_Collected data entries_
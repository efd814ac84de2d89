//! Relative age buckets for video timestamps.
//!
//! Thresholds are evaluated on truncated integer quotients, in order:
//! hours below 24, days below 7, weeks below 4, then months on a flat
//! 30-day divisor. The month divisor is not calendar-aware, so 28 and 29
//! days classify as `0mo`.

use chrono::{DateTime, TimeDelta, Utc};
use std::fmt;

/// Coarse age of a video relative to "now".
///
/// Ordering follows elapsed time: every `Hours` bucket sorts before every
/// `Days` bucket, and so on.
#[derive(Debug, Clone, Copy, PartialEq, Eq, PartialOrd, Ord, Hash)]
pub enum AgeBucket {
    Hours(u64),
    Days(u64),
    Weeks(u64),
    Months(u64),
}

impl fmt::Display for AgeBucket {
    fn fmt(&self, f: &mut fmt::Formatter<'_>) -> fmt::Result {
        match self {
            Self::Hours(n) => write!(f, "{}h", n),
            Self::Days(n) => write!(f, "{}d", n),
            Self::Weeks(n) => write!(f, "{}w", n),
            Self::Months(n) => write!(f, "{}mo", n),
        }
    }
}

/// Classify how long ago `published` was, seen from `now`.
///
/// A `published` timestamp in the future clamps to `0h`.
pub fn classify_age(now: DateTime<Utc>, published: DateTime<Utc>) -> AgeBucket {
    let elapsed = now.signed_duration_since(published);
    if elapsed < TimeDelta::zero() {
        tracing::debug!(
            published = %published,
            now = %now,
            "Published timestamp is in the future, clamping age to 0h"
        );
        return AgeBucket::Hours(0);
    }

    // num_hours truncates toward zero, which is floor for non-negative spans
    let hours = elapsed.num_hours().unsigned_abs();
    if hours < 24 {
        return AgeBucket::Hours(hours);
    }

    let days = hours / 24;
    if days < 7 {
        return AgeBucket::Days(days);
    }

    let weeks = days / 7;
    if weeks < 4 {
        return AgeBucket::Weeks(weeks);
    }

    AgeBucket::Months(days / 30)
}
...
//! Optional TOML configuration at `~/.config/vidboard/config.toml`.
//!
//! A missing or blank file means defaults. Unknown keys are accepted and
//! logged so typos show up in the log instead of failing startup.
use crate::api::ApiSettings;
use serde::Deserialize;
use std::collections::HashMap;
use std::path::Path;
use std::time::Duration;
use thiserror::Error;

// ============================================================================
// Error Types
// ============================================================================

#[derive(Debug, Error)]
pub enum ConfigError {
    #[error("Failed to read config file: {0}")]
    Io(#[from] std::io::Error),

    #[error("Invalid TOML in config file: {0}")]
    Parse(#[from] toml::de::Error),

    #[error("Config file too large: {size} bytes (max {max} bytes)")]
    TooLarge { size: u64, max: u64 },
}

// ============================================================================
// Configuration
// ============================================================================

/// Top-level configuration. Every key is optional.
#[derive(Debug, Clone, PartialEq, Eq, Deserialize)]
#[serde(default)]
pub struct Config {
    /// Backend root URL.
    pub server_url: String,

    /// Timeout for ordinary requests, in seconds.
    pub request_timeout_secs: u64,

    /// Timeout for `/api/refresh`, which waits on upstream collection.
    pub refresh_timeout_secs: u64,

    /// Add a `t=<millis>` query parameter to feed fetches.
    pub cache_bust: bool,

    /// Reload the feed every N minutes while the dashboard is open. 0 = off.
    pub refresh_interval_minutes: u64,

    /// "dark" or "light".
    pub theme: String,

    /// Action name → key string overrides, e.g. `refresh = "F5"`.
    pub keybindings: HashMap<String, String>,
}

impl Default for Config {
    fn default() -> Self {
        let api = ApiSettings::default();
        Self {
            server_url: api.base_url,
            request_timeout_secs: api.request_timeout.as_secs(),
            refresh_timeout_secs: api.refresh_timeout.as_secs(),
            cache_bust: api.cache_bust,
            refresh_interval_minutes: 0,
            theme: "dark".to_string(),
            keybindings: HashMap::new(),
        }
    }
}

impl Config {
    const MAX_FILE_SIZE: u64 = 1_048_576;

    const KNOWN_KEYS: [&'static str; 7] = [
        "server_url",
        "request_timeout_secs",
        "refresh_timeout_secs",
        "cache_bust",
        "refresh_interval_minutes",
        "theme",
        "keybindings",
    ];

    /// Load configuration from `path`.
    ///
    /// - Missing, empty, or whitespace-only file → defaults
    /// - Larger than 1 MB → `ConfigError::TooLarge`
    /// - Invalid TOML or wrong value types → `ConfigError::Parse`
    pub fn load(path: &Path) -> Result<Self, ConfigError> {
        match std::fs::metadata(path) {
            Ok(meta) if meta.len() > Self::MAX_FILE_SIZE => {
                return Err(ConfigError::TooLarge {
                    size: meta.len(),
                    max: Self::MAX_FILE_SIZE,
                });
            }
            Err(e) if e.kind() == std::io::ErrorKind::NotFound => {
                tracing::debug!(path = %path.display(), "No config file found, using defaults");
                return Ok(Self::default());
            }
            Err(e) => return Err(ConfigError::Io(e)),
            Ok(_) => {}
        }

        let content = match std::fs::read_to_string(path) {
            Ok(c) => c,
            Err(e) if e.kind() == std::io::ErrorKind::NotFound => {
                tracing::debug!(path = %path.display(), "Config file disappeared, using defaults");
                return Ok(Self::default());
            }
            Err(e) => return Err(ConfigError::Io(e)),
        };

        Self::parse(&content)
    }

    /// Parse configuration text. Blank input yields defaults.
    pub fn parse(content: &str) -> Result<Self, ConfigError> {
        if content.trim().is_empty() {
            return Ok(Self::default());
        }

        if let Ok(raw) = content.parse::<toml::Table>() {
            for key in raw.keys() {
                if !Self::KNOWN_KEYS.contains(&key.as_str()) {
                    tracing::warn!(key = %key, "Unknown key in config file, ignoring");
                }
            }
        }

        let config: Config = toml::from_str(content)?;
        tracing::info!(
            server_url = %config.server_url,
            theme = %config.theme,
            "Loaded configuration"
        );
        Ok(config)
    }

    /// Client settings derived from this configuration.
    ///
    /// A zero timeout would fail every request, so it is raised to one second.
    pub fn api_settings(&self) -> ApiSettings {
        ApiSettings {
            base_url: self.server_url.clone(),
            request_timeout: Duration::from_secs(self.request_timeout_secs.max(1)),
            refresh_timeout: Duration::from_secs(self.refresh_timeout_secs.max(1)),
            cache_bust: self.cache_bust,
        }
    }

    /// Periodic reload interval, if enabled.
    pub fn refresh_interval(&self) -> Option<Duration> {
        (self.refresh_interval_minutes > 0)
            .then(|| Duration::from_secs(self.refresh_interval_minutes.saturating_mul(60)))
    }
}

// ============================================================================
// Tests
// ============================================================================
--
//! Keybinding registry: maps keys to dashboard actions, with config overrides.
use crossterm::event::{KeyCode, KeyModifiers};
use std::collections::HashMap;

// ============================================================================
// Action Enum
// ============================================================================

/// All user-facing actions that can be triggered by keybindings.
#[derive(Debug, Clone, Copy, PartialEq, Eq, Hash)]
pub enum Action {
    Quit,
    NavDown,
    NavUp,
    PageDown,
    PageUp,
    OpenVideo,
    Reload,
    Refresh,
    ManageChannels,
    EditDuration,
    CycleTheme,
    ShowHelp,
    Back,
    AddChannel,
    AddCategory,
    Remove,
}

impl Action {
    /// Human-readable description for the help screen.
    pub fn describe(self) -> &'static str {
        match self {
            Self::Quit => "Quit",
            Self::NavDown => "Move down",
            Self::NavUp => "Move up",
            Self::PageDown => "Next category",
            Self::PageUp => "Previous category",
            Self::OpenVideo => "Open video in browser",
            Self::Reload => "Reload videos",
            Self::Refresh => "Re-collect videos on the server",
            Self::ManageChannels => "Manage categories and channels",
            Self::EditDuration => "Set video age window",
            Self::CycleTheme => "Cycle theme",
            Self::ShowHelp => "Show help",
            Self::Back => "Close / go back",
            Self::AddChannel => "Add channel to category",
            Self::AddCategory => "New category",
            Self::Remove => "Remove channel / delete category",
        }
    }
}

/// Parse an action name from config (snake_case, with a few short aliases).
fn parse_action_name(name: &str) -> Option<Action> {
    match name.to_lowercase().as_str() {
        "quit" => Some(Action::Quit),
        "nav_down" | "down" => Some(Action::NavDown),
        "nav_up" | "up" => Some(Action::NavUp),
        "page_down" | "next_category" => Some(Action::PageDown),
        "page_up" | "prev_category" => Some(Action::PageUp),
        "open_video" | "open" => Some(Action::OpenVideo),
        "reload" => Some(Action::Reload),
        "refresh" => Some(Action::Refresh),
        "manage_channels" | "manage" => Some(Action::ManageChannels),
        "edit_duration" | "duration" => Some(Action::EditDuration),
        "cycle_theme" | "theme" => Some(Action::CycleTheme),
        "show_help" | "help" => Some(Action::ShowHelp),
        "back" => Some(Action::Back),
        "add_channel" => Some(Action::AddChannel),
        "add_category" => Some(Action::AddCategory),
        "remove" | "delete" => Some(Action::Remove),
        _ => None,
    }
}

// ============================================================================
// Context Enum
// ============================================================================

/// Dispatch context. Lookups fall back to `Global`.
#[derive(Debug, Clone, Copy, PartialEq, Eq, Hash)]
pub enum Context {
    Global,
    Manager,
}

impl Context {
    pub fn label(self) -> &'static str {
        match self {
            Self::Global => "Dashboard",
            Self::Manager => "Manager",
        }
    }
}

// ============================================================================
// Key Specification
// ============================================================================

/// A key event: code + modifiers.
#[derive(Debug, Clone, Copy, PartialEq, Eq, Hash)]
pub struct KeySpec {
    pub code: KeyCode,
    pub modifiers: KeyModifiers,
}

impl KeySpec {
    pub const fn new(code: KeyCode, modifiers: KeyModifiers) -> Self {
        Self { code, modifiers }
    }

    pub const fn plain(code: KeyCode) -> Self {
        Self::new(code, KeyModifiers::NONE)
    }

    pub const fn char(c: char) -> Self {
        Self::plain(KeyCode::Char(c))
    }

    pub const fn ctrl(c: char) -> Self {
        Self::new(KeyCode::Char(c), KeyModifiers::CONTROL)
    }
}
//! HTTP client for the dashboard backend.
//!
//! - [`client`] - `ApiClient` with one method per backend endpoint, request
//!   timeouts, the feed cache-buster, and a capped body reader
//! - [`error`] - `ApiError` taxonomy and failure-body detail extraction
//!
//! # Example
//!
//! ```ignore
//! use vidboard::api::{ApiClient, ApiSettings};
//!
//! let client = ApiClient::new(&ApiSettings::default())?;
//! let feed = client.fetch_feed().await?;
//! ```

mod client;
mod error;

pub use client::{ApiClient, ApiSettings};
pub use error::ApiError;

_Task prompt_
Write down every line of the data above that includes the string "PageUp".

_Result of the exercise_
    PageUp,
            Self::PageUp => "Previous category",
        "page_up" | "prev_category" => Some(Action::PageUp),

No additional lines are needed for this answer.